Repeat the data exactly as it appears.

Stored items

* * * * * * * * *

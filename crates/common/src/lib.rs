//! Shared primitives: validated tile coordinates, materials, tools, player ids
//! and immutable block-change descriptors.
//!
//! # Invariants
//! - A [`TileY`] is always within `[0, CHUNK_HEIGHT)`.
//! - A removal [`BlockChange`] carries [`Material::Air`]; a placement never does.

mod material;
mod types;

pub use material::{Material, SolidMaterial, Tool};
pub use types::{
    BlockChange, CHUNK_HEIGHT, CHUNK_WIDTH, DEFAULT_SEED, PlayerId, PrimitiveError, TileCoord,
    TileX, TileY,
};
use serde::{Deserialize, Serialize};

use crate::LogEvent;

#[derive(Debug, Clone, PartialEq, Serialize, Deserialize)]
pub struct Tally {
    pub id: String,
    pub amount: i64,
    #[serde(default, skip_serializing_if = "Option::is_none")]
    pub sequence: Option<u64>,
}

impl Tally {
    pub fn new(id: &str, amount: i64) -> Self {
        Self {
            id: id.to_string(),
            amount,
            sequence: None,
        }
    }
}

impl LogEvent for Tally {
    fn sequence(&self) -> Option<u64> {
        self.sequence
    }

    fn set_sequence(&mut self, sequence: u64) {
        self.sequence = Some(sequence);
    }
}

/// Running total plus an order-sensitive trace so paging bugs show up.
#[derive(Debug, Clone, Default, PartialEq, Serialize, Deserialize)]
pub struct Ledger {
    pub total: i64,
    pub trace: Vec<String>,
}

pub fn fold(mut ledger: Ledger, event: &Tally) -> Ledger {
    ledger.total += event.amount;
    ledger.trace.push(event.id.clone());
    ledger
}

pub fn tallies(prefix: &str, count: usize) -> Vec<Tally> {
    (0..count)
        .map(|i| Tally::new(&format!("{prefix}-{i}"), i as i64 % 7 - 3))
        .collect()
}
//! Domain events: a flat JSON envelope plus a closed set of payloads.

use loam_common::{PlayerId, SolidMaterial, TileCoord, TileX, TileY, Tool};
use loam_persist::LogEvent;
use serde::{Deserialize, Serialize};
use std::collections::BTreeMap;
use uuid::Uuid;

/// Signed per-material counts as carried on the wire. Folded into an
/// inventory with negatives clamped to zero.
pub type InventoryCounts = BTreeMap<SolidMaterial, i64>;

/// One entry in a world stream.
///
/// Serialized flat: `{"id", "type", "timestamp", "sequence"?, "metadata"?, ...payload}`.
#[derive(Debug, Clone, PartialEq, Serialize, Deserialize)]
pub struct DomainEvent {
    pub id: String,
    pub timestamp: i64,
    /// Stamped by the store on append.
    #[serde(default, skip_serializing_if = "Option::is_none")]
    pub sequence: Option<u64>,
    #[serde(default, skip_serializing_if = "BTreeMap::is_empty")]
    pub metadata: BTreeMap<String, serde_json::Value>,
    #[serde(flatten)]
    pub kind: EventKind,
}

#[derive(Debug, Clone, PartialEq, Serialize, Deserialize)]
#[serde(tag = "type")]
pub enum EventKind {
    #[serde(rename = "player.mined", rename_all = "camelCase")]
    Mined {
        player_id: PlayerId,
        tile_x: TileX,
        tile_y: TileY,
        material: SolidMaterial,
    },
    #[serde(rename = "player.placed", rename_all = "camelCase")]
    Placed {
        player_id: PlayerId,
        tile_x: TileX,
        tile_y: TileY,
        material: SolidMaterial,
    },
    #[serde(rename = "player.changedTool", rename_all = "camelCase")]
    ChangedTool { player_id: PlayerId, tool: Tool },
    #[serde(rename = "player.inventoryUpdated", rename_all = "camelCase")]
    InventoryUpdated {
        player_id: PlayerId,
        inventory: InventoryCounts,
    },
    #[serde(rename = "player.shot", rename_all = "camelCase")]
    Shot {
        shooter_id: PlayerId,
        origin_x: f32,
        origin_y: f32,
        dir_x: f32,
        dir_y: f32,
        hit_id: Option<PlayerId>,
    },
    #[serde(rename = "player.respawned", rename_all = "camelCase")]
    Respawned {
        player_id: PlayerId,
        x: f32,
        y: f32,
        hp: u32,
        energy: f32,
    },
}

impl EventKind {
    /// Wire discriminator.
    pub fn type_name(&self) -> &'static str {
        match self {
            Self::Mined { .. } => "player.mined",
            Self::Placed { .. } => "player.placed",
            Self::ChangedTool { .. } => "player.changedTool",
            Self::InventoryUpdated { .. } => "player.inventoryUpdated",
            Self::Shot { .. } => "player.shot",
            Self::Respawned { .. } => "player.respawned",
        }
    }

    pub fn mined(player_id: PlayerId, coord: TileCoord, material: SolidMaterial) -> Self {
        Self::Mined {
            player_id,
            tile_x: coord.x(),
            tile_y: coord.y(),
            material,
        }
    }

    pub fn placed(player_id: PlayerId, coord: TileCoord, material: SolidMaterial) -> Self {
        Self::Placed {
            player_id,
            tile_x: coord.x(),
            tile_y: coord.y(),
            material,
        }
    }
}

impl DomainEvent {
    /// A fresh event with a random v4 id.
    pub fn new(kind: EventKind, timestamp: i64) -> Self {
        Self {
            id: Uuid::new_v4().to_string(),
            timestamp,
            sequence: None,
            metadata: BTreeMap::new(),
            kind,
        }
    }

    pub fn with_metadata(mut self, key: impl Into<String>, value: serde_json::Value) -> Self {
        self.metadata.insert(key.into(), value);
        self
    }

    pub fn type_name(&self) -> &'static str {
        self.kind.type_name()
    }
}

impl LogEvent for DomainEvent {
    fn sequence(&self) -> Option<u64> {
        self.sequence
    }

    fn set_sequence(&mut self, sequence: u64) {
        self.sequence = Some(sequence);
    }
}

* * * * * * * * *

→ **Result**:
filename crates/common/src/lib.rs
//! Shared primitives: validated tile coordinates, materials, tools, player ids
//! and immutable block-change descriptors.
//!
//! # Invariants
//! - A [`TileY`] is always within `[0, CHUNK_HEIGHT)`.
//! - A removal [`BlockChange`] carries [`Material::Air`]; a placement never does.

mod material;
mod types;

pub use material::{Material, SolidMaterial, Tool};
pub use types::{
    BlockChange, CHUNK_HEIGHT, CHUNK_WIDTH, DEFAULT_SEED, PlayerId, PrimitiveError, TileCoord,
    TileX, TileY,
};
use serde::{Deserialize, Serialize};

use crate::LogEvent;

#[derive(Debug, Clone, PartialEq, Serialize, Deserialize)]
pub struct Tally {
    pub id: String,
    pub amount: i64,
    #[serde(default, skip_serializing_if = "Option::is_none")]
    pub sequence: Option<u64>,
}

impl Tally {
    pub fn new(id: &str, amount: i64) -> Self {
        Self {
            id: id.to_string(),
            amount,
            sequence: None,
        }
    }
}

impl LogEvent for Tally {
    fn sequence(&self) -> Option<u64> {
        self.sequence
    }

    fn set_sequence(&mut self, sequence: u64) {
        self.sequence = Some(sequence);
    }
}

/// Running total plus an order-sensitive trace so paging bugs show up.
#[derive(Debug, Clone, Default, PartialEq, Serialize, Deserialize)]
pub struct Ledger {
    pub total: i64,
    pub trace: Vec<String>,
}

pub fn fold(mut ledger: Ledger, event: &Tally) -> Ledger {
    ledger.total += event.amount;
    ledger.trace.push(event.id.clone());
    ledger
}

pub fn tallies(prefix: &str, count: usize) -> Vec<Tally> {
    (0..count)
        .map(|i| Tally::new(&format!("{prefix}-{i}"), i as i64 % 7 - 3))
        .collect()
}
//! Domain events: a flat JSON envelope plus a closed set of payloads.

use loam_common::{PlayerId, SolidMaterial, TileCoord, TileX, TileY, Tool};
use loam_persist::LogEvent;
use serde::{Deserialize, Serialize};
use std::collections::BTreeMap;
use uuid::Uuid;

/// Signed per-material counts as carried on the wire. Folded into an
/// inventory with negatives clamped to zero.
pub type InventoryCounts = BTreeMap<SolidMaterial, i64>;

/// One entry in a world stream.
///
/// Serialized flat: `{"id", "type", "timestamp", "sequence"?, "metadata"?, ...payload}`.
#[derive(Debug, Clone, PartialEq, Serialize, Deserialize)]
pub struct DomainEvent {
    pub id: String,
    pub timestamp: i64,
    /// Stamped by the store on append.
    #[serde(default, skip_serializing_if = "Option::is_none")]
    pub sequence: Option<u64>,
    #[serde(default, skip_serializing_if = "BTreeMap::is_empty")]
    pub metadata: BTreeMap<String, serde_json::Value>,
    #[serde(flatten)]
    pub kind: EventKind,
}

#[derive(Debug, Clone, PartialEq, Serialize, Deserialize)]
#[serde(tag = "type")]
pub enum EventKind {
    #[serde(rename = "player.mined", rename_all = "camelCase")]
    Mined {
        player_id: PlayerId,
        tile_x: TileX,
        tile_y: TileY,
        material: SolidMaterial,
    },
    #[serde(rename = "player.placed", rename_all = "camelCase")]
    Placed {
        player_id: PlayerId,
        tile_x: TileX,
        tile_y: TileY,
        material: SolidMaterial,
    },
    #[serde(rename = "player.changedTool", rename_all = "camelCase")]
    ChangedTool { player_id: PlayerId, tool: Tool },
    #[serde(rename = "player.inventoryUpdated", rename_all = "camelCase")]
    InventoryUpdated {
        player_id: PlayerId,
        inventory: InventoryCounts,
    },
    #[serde(rename = "player.shot", rename_all = "camelCase")]
    Shot {
        shooter_id: PlayerId,
        origin_x: f32,
        origin_y: f32,
        dir_x: f32,
        dir_y: f32,
        hit_id: Option<PlayerId>,
    },
    #[serde(rename = "player.respawned", rename_all = "camelCase")]
    Respawned {
        player_id: PlayerId,
        x: f32,
        y: f32,
        hp: u32,
        energy: f32,
    },
}

impl EventKind {
    /// Wire discriminator.
    pub fn type_name(&self) -> &'static str {
        match self {
            Self::Mined { .. } => "player.mined",
            Self::Placed { .. } => "player.placed",
            Self::ChangedTool { .. } => "player.changedTool",
            Self::InventoryUpdated { .. } => "player.inventoryUpdated",
            Self::Shot { .. } => "player.shot",
            Self::Respawned { .. } => "player.respawned",
        }
    }

    pub fn mined(player_id: PlayerId, coord: TileCoord, material: SolidMaterial) -> Self {
        Self::Mined {
            player_id,
            tile_x: coord.x(),
            tile_y: coord.y(),
            material,
        }
    }

    pub fn placed(player_id: PlayerId, coord: TileCoord, material: SolidMaterial) -> Self {
        Self::Placed {
            player_id,
            tile_x: coord.x(),
            tile_y: coord.y(),
            material,
        }
    }
}

impl DomainEvent {
    /// A fresh event with a random v4 id.
    pub fn new(kind: EventKind, timestamp: i64) -> Self {
        Self {
            id: Uuid::new_v4().to_string(),
            timestamp,
            sequence: None,
            metadata: BTreeMap::new(),
            kind,
        }
    }

    pub fn with_metadata(mut self, key: impl Into<String>, value: serde_json::Value) -> Self {
        self.metadata.insert(key.into(), value);
        self
    }

    pub fn type_name(&self) -> &'static str {
        self.kind.type_name()
    }
}

impl LogEvent for DomainEvent {
    fn sequence(&self) -> Option<u64> {
        self.sequence
    }

    fn set_sequence(&mut self, sequence: u64) {
        self.sequence = Some(sequence);
    }
}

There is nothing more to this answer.